Required action: In the records below, count the lines that have "else" and answer with the number alone.

Data for analysis:
╔══
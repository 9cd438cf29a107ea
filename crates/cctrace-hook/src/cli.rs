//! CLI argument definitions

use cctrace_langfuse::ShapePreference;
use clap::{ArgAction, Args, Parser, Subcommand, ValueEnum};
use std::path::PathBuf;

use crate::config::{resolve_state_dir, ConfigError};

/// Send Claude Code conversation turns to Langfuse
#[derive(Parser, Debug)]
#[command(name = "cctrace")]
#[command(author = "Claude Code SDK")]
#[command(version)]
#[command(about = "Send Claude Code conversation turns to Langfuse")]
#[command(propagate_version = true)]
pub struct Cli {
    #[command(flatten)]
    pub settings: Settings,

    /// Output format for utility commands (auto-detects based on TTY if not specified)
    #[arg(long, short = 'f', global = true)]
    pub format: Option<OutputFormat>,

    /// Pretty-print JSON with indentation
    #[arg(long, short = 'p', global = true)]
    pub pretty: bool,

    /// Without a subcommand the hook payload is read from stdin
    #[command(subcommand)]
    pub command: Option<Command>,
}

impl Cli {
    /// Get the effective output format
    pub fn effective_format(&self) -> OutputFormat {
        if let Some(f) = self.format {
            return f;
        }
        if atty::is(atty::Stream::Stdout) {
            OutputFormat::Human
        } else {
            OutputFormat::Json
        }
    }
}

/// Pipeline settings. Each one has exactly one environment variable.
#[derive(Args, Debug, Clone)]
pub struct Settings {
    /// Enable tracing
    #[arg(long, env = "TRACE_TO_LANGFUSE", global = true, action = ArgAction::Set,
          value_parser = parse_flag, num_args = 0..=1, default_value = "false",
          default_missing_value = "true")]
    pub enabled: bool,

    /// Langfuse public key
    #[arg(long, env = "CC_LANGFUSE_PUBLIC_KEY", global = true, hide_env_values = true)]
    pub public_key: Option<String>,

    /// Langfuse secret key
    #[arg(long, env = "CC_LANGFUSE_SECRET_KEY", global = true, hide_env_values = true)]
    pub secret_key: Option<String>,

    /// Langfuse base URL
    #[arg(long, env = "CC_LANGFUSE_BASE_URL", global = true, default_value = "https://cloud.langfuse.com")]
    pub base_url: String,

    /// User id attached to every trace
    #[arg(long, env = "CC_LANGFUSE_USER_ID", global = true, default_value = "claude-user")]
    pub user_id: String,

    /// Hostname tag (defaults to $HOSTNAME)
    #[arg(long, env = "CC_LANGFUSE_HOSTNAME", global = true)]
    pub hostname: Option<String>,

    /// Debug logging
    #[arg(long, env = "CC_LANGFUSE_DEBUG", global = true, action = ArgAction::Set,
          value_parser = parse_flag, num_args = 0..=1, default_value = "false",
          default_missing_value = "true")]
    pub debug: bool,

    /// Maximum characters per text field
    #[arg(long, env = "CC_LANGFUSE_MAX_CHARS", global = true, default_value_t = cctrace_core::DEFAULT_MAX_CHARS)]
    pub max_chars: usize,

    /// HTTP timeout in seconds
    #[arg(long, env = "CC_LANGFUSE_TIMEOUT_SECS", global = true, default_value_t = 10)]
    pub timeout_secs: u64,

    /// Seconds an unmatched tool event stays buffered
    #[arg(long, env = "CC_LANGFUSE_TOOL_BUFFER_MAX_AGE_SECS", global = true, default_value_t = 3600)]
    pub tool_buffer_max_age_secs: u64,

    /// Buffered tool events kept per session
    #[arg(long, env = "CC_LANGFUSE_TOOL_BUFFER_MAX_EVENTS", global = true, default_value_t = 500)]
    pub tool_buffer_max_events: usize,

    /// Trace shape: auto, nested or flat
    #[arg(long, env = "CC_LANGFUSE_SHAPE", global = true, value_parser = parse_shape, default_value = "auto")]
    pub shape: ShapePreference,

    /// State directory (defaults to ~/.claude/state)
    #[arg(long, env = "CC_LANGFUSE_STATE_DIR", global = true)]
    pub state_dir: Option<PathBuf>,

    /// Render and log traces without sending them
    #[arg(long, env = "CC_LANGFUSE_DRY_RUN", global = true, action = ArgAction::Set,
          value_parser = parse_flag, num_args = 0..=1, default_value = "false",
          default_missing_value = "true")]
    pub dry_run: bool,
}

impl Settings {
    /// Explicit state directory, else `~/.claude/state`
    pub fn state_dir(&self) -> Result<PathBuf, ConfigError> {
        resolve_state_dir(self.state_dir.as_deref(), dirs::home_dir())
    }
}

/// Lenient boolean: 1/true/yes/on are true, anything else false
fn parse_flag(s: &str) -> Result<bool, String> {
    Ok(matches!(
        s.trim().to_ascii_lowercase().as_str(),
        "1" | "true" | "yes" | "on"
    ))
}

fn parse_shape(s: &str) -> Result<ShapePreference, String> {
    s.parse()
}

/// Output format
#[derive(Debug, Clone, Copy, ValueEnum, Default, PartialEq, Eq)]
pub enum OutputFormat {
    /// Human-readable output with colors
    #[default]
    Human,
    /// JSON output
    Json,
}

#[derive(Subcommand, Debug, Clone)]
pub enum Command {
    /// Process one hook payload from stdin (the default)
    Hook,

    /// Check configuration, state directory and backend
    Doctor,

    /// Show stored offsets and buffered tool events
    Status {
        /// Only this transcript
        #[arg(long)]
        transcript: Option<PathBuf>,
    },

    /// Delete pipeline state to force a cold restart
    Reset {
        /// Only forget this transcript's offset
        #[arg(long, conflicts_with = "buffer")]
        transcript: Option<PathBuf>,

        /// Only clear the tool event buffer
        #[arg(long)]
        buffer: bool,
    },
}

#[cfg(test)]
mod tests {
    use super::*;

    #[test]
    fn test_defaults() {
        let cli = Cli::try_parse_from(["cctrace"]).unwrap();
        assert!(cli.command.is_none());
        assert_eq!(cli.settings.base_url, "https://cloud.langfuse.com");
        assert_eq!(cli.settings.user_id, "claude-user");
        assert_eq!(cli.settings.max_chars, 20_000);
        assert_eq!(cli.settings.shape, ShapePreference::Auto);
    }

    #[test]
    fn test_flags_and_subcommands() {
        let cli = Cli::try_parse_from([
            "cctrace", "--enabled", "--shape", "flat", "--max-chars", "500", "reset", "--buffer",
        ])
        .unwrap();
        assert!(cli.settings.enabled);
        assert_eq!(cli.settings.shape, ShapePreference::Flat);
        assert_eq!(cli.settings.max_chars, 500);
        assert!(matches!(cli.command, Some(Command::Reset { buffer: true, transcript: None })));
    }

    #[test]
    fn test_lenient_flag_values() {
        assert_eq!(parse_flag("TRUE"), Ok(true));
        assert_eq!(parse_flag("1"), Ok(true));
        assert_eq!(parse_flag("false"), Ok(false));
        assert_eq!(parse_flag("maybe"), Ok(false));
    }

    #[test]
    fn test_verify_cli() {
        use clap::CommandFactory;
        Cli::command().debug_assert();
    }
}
╚══
╔══
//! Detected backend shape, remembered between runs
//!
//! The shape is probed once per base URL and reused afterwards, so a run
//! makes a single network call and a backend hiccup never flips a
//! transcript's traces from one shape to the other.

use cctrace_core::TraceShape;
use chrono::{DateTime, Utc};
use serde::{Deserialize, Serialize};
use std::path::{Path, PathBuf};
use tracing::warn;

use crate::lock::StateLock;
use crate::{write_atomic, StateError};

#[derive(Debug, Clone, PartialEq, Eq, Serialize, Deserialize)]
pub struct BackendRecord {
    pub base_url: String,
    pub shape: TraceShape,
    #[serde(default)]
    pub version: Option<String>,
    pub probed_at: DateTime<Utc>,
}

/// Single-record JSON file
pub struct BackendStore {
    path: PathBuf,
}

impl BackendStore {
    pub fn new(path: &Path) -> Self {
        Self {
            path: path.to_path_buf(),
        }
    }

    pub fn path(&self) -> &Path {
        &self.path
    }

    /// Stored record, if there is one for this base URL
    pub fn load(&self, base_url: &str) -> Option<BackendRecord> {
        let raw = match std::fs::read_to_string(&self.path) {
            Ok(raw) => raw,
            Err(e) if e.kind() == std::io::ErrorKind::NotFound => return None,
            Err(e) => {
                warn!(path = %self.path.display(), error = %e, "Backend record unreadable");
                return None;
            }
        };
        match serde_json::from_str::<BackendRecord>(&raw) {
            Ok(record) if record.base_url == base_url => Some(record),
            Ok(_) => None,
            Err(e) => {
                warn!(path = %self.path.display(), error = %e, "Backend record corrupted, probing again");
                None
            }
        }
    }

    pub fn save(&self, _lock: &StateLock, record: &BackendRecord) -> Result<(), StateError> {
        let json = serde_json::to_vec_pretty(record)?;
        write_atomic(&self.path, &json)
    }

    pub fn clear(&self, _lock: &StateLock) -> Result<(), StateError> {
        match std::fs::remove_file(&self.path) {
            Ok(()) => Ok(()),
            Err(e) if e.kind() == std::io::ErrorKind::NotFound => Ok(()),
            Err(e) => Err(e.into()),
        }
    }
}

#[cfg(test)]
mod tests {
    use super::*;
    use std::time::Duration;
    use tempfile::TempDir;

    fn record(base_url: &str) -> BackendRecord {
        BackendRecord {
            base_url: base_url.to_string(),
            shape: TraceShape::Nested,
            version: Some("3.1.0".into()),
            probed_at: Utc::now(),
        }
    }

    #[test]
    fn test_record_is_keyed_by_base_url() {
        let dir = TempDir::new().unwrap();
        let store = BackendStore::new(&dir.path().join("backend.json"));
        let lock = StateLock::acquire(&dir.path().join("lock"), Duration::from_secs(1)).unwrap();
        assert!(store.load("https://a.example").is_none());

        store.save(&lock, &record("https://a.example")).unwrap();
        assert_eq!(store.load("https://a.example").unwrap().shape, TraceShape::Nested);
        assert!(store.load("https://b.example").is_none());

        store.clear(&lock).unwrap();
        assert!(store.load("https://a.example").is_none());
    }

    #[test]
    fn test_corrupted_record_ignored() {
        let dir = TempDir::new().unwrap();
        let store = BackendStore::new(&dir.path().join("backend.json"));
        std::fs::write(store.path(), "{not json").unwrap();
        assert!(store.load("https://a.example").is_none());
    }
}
╚══
Task answer: 3